### Your goal
In the records that follow, how many lines contain the word "anyhow"? Give only that figure.

### Records supplied
--- --- ---
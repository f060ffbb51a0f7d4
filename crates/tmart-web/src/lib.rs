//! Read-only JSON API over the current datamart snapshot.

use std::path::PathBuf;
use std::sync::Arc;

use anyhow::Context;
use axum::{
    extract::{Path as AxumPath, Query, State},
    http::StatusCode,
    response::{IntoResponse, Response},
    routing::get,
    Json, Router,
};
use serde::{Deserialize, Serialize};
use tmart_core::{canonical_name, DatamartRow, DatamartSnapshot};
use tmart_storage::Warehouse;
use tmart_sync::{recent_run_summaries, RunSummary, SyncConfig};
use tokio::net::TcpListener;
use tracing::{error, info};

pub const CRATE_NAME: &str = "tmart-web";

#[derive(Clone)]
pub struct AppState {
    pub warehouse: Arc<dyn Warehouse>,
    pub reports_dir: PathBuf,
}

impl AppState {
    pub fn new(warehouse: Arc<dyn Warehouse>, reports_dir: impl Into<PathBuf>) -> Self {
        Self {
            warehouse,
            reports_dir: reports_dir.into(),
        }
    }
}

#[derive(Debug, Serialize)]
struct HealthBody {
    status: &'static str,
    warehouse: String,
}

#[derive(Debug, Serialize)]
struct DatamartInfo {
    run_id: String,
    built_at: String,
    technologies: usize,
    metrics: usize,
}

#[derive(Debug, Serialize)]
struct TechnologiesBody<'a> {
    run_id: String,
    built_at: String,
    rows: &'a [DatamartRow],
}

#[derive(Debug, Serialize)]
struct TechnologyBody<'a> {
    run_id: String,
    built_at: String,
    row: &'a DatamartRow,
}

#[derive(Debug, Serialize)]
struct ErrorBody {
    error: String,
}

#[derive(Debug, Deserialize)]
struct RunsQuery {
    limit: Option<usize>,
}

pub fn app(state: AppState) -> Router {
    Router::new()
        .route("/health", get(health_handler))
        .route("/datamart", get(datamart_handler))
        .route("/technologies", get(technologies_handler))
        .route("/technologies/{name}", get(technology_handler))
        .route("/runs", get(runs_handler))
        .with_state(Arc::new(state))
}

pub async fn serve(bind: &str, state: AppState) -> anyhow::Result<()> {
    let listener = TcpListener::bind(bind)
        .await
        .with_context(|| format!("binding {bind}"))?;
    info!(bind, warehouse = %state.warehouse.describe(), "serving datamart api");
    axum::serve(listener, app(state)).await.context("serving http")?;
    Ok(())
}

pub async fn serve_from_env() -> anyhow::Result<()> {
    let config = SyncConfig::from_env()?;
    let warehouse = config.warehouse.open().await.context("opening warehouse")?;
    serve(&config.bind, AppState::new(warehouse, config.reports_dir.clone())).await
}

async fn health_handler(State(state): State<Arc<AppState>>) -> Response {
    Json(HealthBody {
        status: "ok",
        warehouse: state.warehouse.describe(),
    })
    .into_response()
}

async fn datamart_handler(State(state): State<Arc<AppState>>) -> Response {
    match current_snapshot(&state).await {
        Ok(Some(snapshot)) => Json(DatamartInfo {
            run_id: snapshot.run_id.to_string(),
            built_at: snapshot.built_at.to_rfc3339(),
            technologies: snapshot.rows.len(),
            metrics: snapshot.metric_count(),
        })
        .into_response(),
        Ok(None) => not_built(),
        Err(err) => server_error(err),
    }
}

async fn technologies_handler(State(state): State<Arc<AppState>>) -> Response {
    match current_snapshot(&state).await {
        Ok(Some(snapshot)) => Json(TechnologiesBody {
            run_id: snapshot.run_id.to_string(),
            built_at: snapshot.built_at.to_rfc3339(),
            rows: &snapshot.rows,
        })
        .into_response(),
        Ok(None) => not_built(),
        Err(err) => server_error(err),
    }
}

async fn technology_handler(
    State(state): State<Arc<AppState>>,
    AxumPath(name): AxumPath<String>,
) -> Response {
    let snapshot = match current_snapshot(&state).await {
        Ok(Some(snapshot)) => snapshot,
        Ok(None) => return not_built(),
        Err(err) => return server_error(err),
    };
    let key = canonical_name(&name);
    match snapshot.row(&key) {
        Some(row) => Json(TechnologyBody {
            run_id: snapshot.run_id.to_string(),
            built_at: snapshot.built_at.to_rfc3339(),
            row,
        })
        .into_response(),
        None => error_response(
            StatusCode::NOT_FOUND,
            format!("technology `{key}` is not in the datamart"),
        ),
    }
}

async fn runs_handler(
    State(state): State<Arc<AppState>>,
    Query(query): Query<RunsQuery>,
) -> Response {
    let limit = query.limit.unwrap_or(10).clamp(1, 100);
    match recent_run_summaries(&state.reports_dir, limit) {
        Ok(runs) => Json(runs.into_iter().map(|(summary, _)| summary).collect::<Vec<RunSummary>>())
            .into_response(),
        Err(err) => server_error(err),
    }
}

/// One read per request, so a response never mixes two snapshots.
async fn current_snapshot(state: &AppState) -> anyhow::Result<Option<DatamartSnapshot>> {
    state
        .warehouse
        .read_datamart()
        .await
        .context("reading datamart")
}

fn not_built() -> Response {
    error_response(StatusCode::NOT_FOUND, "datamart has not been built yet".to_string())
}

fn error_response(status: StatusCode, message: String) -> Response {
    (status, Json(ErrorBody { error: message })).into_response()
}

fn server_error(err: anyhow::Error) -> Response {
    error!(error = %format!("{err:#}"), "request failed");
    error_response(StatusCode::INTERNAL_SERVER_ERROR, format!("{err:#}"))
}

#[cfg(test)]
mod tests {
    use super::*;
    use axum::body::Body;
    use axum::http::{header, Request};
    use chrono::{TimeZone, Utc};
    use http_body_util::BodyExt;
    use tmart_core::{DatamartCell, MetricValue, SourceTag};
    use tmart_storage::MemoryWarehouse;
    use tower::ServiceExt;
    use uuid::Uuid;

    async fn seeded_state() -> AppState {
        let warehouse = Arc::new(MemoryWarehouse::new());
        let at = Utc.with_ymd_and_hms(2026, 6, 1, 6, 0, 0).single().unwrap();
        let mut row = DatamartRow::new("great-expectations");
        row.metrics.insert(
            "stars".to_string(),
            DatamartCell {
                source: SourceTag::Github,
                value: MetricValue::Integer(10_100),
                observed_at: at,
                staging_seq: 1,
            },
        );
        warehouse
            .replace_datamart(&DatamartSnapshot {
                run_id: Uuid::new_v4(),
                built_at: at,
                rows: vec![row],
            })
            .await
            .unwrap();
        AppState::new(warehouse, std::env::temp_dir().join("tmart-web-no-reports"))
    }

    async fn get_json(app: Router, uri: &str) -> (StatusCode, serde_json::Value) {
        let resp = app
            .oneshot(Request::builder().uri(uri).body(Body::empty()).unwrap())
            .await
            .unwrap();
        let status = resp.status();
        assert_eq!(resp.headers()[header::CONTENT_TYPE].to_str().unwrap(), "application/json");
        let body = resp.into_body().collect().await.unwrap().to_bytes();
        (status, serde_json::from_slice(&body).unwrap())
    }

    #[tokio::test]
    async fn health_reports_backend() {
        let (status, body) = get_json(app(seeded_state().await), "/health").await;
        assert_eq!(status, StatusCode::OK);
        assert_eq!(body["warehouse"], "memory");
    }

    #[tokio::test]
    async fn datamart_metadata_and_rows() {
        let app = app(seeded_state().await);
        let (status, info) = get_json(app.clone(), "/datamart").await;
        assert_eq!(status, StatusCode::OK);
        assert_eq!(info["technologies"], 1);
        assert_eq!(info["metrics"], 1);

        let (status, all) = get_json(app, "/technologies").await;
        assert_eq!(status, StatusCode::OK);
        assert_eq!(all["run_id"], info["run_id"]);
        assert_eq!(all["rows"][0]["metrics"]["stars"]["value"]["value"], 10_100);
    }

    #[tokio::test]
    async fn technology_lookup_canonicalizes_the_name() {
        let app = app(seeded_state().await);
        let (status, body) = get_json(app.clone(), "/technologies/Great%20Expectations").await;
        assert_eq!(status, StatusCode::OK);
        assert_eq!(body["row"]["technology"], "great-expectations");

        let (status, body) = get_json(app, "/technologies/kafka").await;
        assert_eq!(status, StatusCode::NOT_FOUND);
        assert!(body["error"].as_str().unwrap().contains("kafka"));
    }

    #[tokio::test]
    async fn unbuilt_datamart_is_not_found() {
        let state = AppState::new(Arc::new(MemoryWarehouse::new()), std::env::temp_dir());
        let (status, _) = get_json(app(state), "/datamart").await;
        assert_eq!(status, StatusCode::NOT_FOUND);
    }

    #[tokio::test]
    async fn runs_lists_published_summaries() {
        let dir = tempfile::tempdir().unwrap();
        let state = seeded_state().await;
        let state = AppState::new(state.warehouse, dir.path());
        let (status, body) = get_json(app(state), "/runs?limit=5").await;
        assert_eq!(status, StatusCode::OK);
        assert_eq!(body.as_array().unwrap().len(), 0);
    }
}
--- --- ---
### Your solution
5